Net (Loss) Income Per Share
Basic net (loss) income per share is calculated using the
weighted average number of shares outstanding during the year.
Diluted net (loss) income per share is calculated by giving effect
to the potential dilution that would occur if stock options were
exercised. Diluted net (loss) income per share is calculated using
the treasury stock method. The treasury stock method assumes that
the proceeds received from the exercise of "in-the-money" stock
options are used to repurchase common shares at the average market
price.
Cash and Cash Equivalents
Cash and cash equivalents include cash on deposit with banks and
short-term investments such as treasury bills with original
maturity of less than 90 days.
Property and Equipment
The Company follows the full cost method of accounting for oil
and gas operations whereby all costs associated with the
exploration for and development of oil and gas reserves are
capitalized on a country-by-country basis. Such costs include land
acquisition costs, geological and geophysical expenses, carrying
charges on non-producing properties, costs of drilling both
productive and non-productive wells, production equipment and
overhead charges directly related to acquisition, exploration and
development activities.
Expenditures related to renewals or betterments that improve the
productive capacity or extend the life of an asset are capitalized.
Maintenance and repairs are expensed as incurred.

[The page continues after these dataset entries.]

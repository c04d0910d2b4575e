use clap::Parser;

use grid_pathfinder::batch_simulation::BatchSimulation;
use grid_pathfinder::config::Config;
use grid_pathfinder::Outcome;
use grid_pathfinder::simulation::{Environment, Simulation};
use std::time::Duration;
use tracing_subscriber::EnvFilter;

fn main() {
    let config = Config::parse();

    let filter = EnvFilter::try_from_default_env()
        .or_else(|_| EnvFilter::try_new(&config.log_level))
        .unwrap_or_else(|_| EnvFilter::new("warn"));
    tracing_subscriber::fmt().with_env_filter(filter).init();

    let seed = config.seed.unwrap_or_else(rand::random);

    if !config.quiet {
        println!("Starting pathfinding run...");
        println!("Grid size: {}x{}", config.width, config.height);
        println!(
            "Walls: {}, Obstacles per wave: {} every {} steps",
            config.num_walls, config.num_obstacles, config.obstacle_interval
        );
        println!("Strategy: {:?}", config.strategy);
        println!("Seed: {seed} (pass --seed to replay)");
        println!();
    }

    if let Some(runs) = config.batch {
        let mut batch = BatchSimulation::new(config.clone(), runs, seed);
        match batch.run() {
            Ok(()) => {
                if !config.quiet {
                    batch.print_summary();
                }
            }
            Err(e) => {
                eprintln!("Batch run failed: {e}");
                std::process::exit(1);
            }
        }
        return;
    }

    let environment = match Environment::generate(&config, seed) {
        Ok(env) => env,
        Err(e) => {
            eprintln!("Could not build the environment: {e}");
            std::process::exit(1);
        }
    };

    let frame_delay = (!config.no_visualization).then(|| Duration::from_millis(config.delay_ms));
    let strategies = config.strategy.strategies();

    match Simulation::run_all(&environment, &strategies, frame_delay) {
        Ok(reports) if reports.len() > 1 => Simulation::print_comparison_results(&reports),
        Ok(reports) => {
            for report in reports {
                println!("\n=== FINAL RESULTS ===");
                match &report.outcome {
                    Outcome::Succeeded { path, .. } => {
                        let cells: Vec<String> = path.iter().map(ToString::to_string).collect();
                        println!("Path: {}", cells.join(" -> "));
                    }
                    Outcome::Failed(reason) => println!("FAILED: {reason}"),
                }
                println!("{}", report.statistics);
            }
        }
        Err(e) => {
            eprintln!("Search failed: {e}");
            std::process::exit(1);
        }
    }
}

Depreciation, Depletion, Amortization and Impairment
Capitalized costs within each country are depleted and
depreciated on the unit-of-production method based on the estimated
gross proved reserves as determined by independent reserve
evaluators. Gas reserves and production are converted into
equivalent units using the energy equivalency conversion method of
6,000 cubic feet of natural gas to one barrel of oil. Depletion and
depreciation is calculated using the capitalized costs, including
estimated asset retirement costs, plus the estimated future costs
to be incurred in developing proved reserves, net of estimated
salvage value.
Costs of acquiring and evaluating unproved properties and major
development projects are initially excluded from the depletion and
depreciation calculation until it is determined whether or not
proved reserves can be assigned to such properties. Costs of
unproved properties and major development projects are transferred
to depletable costs based on the percentage of reserves assigned to
each project over the expected total reserves when the project was
initiated. These costs are assessed periodically to ascertain
whether impairment has occurred.
Proceeds from the sale of oil and gas properties are applied
against capitalized costs, with no gain or loss recognized, unless
such a sale would alter the rate of depletion and depreciation by
more than 20% in a particular country, in which case a gain or loss
on disposal is recorded.
An impairment loss is recognized in net income if the carrying
amount of a country (cost centre) is not recoverable and the
carrying amount of the cost centre exceeds its fair value. The
carrying value is assessed to be recoverable when the sum of the
undiscounted cash flows expected from the production of proved
reserves and the cost, less impairment, of unproved properties
exceeds the carrying value. If the carrying value is assessed to
not be recoverable, the calculation compares the carrying value to
the sum of the discounted cash flows expected from the production
of proved and probable reserves and the cost, less impairment, of
unproved properties. Should the carrying value exceed this sum, an
impairment loss is recognized.
Furniture and fixtures are depreciated at declining balance
rates of 20% to 30%.
Asset Retirement Obligations ("ARO")
The fair value of the statutory, contractual or legal liability
associated with the retirement and reclamation of tangible
long-lived assets is recognized when incurred. The asset retirement
cost, equal to the estimated fair value of the ARO, is capitalized
as part of the cost of the related long-lived asset. Asset
retirement costs for the crude oil assets are amortized using the
unit-of-production method.
The ARO liabilities are carried on the Consolidated Balance
Sheets at their discounted present value and are accreted over time
for the change in present value, with the accretion charge included
in depreciation, depletion and accretion.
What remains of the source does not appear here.